Task goal: A complete, exact copy of the data is the required answer.

(Saved data entries)

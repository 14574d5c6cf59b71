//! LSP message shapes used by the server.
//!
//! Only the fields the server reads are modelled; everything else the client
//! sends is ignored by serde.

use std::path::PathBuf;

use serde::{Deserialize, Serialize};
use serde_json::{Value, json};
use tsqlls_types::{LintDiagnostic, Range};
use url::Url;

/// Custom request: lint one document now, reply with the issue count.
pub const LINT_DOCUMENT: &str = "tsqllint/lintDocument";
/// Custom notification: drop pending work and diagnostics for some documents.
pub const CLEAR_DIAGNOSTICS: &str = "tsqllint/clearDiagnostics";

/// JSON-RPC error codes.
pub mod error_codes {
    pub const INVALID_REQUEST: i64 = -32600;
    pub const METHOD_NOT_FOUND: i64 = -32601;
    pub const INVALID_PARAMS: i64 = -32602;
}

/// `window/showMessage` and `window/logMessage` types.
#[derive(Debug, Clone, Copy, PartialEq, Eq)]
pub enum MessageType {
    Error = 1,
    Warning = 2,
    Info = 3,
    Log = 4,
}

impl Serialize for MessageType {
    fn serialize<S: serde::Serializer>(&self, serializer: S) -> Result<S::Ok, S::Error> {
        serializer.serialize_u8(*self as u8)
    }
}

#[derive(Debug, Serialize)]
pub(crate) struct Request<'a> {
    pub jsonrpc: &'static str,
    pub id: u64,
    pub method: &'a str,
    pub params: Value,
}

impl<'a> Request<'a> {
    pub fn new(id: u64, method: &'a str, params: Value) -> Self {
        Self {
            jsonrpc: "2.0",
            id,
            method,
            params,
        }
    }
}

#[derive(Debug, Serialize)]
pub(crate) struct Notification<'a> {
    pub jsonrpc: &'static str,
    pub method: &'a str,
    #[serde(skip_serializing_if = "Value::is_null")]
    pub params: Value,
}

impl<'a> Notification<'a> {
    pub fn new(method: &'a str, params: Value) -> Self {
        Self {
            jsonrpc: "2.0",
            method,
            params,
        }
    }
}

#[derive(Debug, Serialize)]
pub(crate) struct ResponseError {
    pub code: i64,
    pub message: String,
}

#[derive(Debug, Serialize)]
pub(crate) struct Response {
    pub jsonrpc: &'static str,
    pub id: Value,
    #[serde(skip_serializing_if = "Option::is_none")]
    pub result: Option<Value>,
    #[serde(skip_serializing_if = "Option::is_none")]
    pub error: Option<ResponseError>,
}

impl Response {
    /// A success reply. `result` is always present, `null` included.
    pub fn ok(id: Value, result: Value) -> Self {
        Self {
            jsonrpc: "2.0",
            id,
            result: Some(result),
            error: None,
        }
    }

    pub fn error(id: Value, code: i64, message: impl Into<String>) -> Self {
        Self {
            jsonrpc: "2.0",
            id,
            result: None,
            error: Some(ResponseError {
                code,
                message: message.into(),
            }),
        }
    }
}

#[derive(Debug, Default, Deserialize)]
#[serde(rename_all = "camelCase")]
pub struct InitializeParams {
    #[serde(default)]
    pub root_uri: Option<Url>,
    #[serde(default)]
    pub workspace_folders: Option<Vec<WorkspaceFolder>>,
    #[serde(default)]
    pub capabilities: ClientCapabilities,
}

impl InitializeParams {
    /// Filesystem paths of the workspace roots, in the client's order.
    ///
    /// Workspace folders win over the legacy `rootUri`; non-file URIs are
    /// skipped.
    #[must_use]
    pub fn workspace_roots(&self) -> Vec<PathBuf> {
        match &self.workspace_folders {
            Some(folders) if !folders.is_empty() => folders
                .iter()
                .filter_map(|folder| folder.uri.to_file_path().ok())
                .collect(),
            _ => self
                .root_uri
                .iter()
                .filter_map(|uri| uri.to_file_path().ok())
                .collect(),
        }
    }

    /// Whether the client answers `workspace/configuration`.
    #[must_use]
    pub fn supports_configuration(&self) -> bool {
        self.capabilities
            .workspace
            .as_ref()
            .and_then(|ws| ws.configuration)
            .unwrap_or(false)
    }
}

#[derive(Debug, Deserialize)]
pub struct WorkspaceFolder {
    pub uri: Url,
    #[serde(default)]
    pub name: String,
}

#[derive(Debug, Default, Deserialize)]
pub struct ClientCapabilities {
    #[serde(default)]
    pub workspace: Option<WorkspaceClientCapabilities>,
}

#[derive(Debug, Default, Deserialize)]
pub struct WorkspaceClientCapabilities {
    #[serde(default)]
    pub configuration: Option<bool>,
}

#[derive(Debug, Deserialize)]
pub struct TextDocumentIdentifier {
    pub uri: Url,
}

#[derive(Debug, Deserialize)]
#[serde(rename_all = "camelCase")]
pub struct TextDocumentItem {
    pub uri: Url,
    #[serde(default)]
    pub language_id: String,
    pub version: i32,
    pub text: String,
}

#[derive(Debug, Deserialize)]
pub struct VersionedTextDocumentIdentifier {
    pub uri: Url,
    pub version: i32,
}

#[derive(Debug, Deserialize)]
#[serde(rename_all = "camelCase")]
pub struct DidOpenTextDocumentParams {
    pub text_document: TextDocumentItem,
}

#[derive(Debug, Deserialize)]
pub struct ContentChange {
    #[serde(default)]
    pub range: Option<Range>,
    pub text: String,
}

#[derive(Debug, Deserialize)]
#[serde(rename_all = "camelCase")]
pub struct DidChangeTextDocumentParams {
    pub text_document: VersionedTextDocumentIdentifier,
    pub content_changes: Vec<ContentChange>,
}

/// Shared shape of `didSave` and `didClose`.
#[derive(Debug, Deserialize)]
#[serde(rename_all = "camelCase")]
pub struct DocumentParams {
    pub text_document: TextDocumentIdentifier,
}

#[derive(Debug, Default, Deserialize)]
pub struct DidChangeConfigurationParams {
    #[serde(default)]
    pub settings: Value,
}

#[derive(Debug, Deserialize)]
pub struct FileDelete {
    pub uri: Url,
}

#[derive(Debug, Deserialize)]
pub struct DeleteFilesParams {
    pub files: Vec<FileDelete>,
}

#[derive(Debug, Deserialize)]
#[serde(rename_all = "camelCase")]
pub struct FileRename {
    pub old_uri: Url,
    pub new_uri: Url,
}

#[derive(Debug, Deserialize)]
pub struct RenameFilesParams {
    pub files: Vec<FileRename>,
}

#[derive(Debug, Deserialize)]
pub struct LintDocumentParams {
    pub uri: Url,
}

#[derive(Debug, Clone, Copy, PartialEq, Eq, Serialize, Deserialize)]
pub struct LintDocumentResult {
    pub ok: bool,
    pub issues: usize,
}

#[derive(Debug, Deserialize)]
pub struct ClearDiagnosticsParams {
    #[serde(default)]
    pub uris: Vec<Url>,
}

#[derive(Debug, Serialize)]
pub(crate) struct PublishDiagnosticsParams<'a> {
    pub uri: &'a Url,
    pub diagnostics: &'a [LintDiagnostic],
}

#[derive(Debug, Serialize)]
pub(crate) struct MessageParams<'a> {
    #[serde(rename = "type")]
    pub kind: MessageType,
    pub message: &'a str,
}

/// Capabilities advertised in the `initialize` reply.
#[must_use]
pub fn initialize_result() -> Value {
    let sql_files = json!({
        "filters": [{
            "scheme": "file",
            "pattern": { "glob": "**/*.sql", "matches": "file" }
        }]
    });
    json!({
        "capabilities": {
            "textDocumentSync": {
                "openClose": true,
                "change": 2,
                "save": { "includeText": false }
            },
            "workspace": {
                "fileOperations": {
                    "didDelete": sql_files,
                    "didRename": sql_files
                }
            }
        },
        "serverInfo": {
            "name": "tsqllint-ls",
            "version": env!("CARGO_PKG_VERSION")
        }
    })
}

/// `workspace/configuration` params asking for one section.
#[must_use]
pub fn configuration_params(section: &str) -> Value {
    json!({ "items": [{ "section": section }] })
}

The answer:
repository 14574d5c6cf59b71
//! LSP message shapes used by the server.
//!
//! Only the fields the server reads are modelled; everything else the client
//! sends is ignored by serde.

use std::path::PathBuf;

use serde::{Deserialize, Serialize};
use serde_json::{Value, json};
use tsqlls_types::{LintDiagnostic, Range};
use url::Url;

/// Custom request: lint one document now, reply with the issue count.
pub const LINT_DOCUMENT: &str = "tsqllint/lintDocument";
/// Custom notification: drop pending work and diagnostics for some documents.
pub const CLEAR_DIAGNOSTICS: &str = "tsqllint/clearDiagnostics";

/// JSON-RPC error codes.
pub mod error_codes {
    pub const INVALID_REQUEST: i64 = -32600;
    pub const METHOD_NOT_FOUND: i64 = -32601;
    pub const INVALID_PARAMS: i64 = -32602;
}

/// `window/showMessage` and `window/logMessage` types.
#[derive(Debug, Clone, Copy, PartialEq, Eq)]
pub enum MessageType {
    Error = 1,
    Warning = 2,
    Info = 3,
    Log = 4,
}

impl Serialize for MessageType {
    fn serialize<S: serde::Serializer>(&self, serializer: S) -> Result<S::Ok, S::Error> {
        serializer.serialize_u8(*self as u8)
    }
}

#[derive(Debug, Serialize)]
pub(crate) struct Request<'a> {
    pub jsonrpc: &'static str,
    pub id: u64,
    pub method: &'a str,
    pub params: Value,
}

impl<'a> Request<'a> {
    pub fn new(id: u64, method: &'a str, params: Value) -> Self {
        Self {
            jsonrpc: "2.0",
            id,
            method,
            params,
        }
    }
}

#[derive(Debug, Serialize)]
pub(crate) struct Notification<'a> {
    pub jsonrpc: &'static str,
    pub method: &'a str,
    #[serde(skip_serializing_if = "Value::is_null")]
    pub params: Value,
}

impl<'a> Notification<'a> {
    pub fn new(method: &'a str, params: Value) -> Self {
        Self {
            jsonrpc: "2.0",
            method,
            params,
        }
    }
}

#[derive(Debug, Serialize)]
pub(crate) struct ResponseError {
    pub code: i64,
    pub message: String,
}

#[derive(Debug, Serialize)]
pub(crate) struct Response {
    pub jsonrpc: &'static str,
    pub id: Value,
    #[serde(skip_serializing_if = "Option::is_none")]
    pub result: Option<Value>,
    #[serde(skip_serializing_if = "Option::is_none")]
    pub error: Option<ResponseError>,
}

impl Response {
    /// A success reply. `result` is always present, `null` included.
    pub fn ok(id: Value, result: Value) -> Self {
        Self {
            jsonrpc: "2.0",
            id,
            result: Some(result),
            error: None,
        }
    }

    pub fn error(id: Value, code: i64, message: impl Into<String>) -> Self {
        Self {
            jsonrpc: "2.0",
            id,
            result: None,
            error: Some(ResponseError {
                code,
                message: message.into(),
            }),
        }
    }
}

#[derive(Debug, Default, Deserialize)]
#[serde(rename_all = "camelCase")]
pub struct InitializeParams {
    #[serde(default)]
    pub root_uri: Option<Url>,
    #[serde(default)]
    pub workspace_folders: Option<Vec<WorkspaceFolder>>,
    #[serde(default)]
    pub capabilities: ClientCapabilities,
}

impl InitializeParams {
    /// Filesystem paths of the workspace roots, in the client's order.
    ///
    /// Workspace folders win over the legacy `rootUri`; non-file URIs are
    /// skipped.
    #[must_use]
    pub fn workspace_roots(&self) -> Vec<PathBuf> {
        match &self.workspace_folders {
            Some(folders) if !folders.is_empty() => folders
                .iter()
                .filter_map(|folder| folder.uri.to_file_path().ok())
                .collect(),
            _ => self
                .root_uri
                .iter()
                .filter_map(|uri| uri.to_file_path().ok())
                .collect(),
        }
    }

    /// Whether the client answers `workspace/configuration`.
    #[must_use]
    pub fn supports_configuration(&self) -> bool {
        self.capabilities
            .workspace
            .as_ref()
            .and_then(|ws| ws.configuration)
            .unwrap_or(false)
    }
}

#[derive(Debug, Deserialize)]
pub struct WorkspaceFolder {
    pub uri: Url,
    #[serde(default)]
    pub name: String,
}

#[derive(Debug, Default, Deserialize)]
pub struct ClientCapabilities {
    #[serde(default)]
    pub workspace: Option<WorkspaceClientCapabilities>,
}

#[derive(Debug, Default, Deserialize)]
pub struct WorkspaceClientCapabilities {
    #[serde(default)]
    pub configuration: Option<bool>,
}

#[derive(Debug, Deserialize)]
pub struct TextDocumentIdentifier {
    pub uri: Url,
}

#[derive(Debug, Deserialize)]
#[serde(rename_all = "camelCase")]
pub struct TextDocumentItem {
    pub uri: Url,
    #[serde(default)]
    pub language_id: String,
    pub version: i32,
    pub text: String,
}

#[derive(Debug, Deserialize)]
pub struct VersionedTextDocumentIdentifier {
    pub uri: Url,
    pub version: i32,
}

#[derive(Debug, Deserialize)]
#[serde(rename_all = "camelCase")]
pub struct DidOpenTextDocumentParams {
    pub text_document: TextDocumentItem,
}

#[derive(Debug, Deserialize)]
pub struct ContentChange {
    #[serde(default)]
    pub range: Option<Range>,
    pub text: String,
}

#[derive(Debug, Deserialize)]
#[serde(rename_all = "camelCase")]
pub struct DidChangeTextDocumentParams {
    pub text_document: VersionedTextDocumentIdentifier,
    pub content_changes: Vec<ContentChange>,
}

/// Shared shape of `didSave` and `didClose`.
#[derive(Debug, Deserialize)]
#[serde(rename_all = "camelCase")]
pub struct DocumentParams {
    pub text_document: TextDocumentIdentifier,
}

#[derive(Debug, Default, Deserialize)]
pub struct DidChangeConfigurationParams {
    #[serde(default)]
    pub settings: Value,
}

#[derive(Debug, Deserialize)]
pub struct FileDelete {
    pub uri: Url,
}

#[derive(Debug, Deserialize)]
pub struct DeleteFilesParams {
    pub files: Vec<FileDelete>,
}

#[derive(Debug, Deserialize)]
#[serde(rename_all = "camelCase")]
pub struct FileRename {
    pub old_uri: Url,
    pub new_uri: Url,
}

#[derive(Debug, Deserialize)]
pub struct RenameFilesParams {
    pub files: Vec<FileRename>,
}

#[derive(Debug, Deserialize)]
pub struct LintDocumentParams {
    pub uri: Url,
}

#[derive(Debug, Clone, Copy, PartialEq, Eq, Serialize, Deserialize)]
pub struct LintDocumentResult {
    pub ok: bool,
    pub issues: usize,
}

#[derive(Debug, Deserialize)]
pub struct ClearDiagnosticsParams {
    #[serde(default)]
    pub uris: Vec<Url>,
}

#[derive(Debug, Serialize)]
pub(crate) struct PublishDiagnosticsParams<'a> {
    pub uri: &'a Url,
    pub diagnostics: &'a [LintDiagnostic],
}

#[derive(Debug, Serialize)]
pub(crate) struct MessageParams<'a> {
    #[serde(rename = "type")]
    pub kind: MessageType,
    pub message: &'a str,
}

/// Capabilities advertised in the `initialize` reply.
#[must_use]
pub fn initialize_result() -> Value {
    let sql_files = json!({
        "filters": [{
            "scheme": "file",
            "pattern": { "glob": "**/*.sql", "matches": "file" }
        }]
    });
    json!({
        "capabilities": {
            "textDocumentSync": {
                "openClose": true,
                "change": 2,
                "save": { "includeText": false }
            },
            "workspace": {
                "fileOperations": {
                    "didDelete": sql_files,
                    "didRename": sql_files
                }
            }
        },
        "serverInfo": {
            "name": "tsqllint-ls",
            "version": env!("CARGO_PKG_VERSION")
        }
    })
}

/// `workspace/configuration` params asking for one section.
#[must_use]
pub fn configuration_params(section: &str) -> Value {
    json!({ "items": [{ "section": section }] })
}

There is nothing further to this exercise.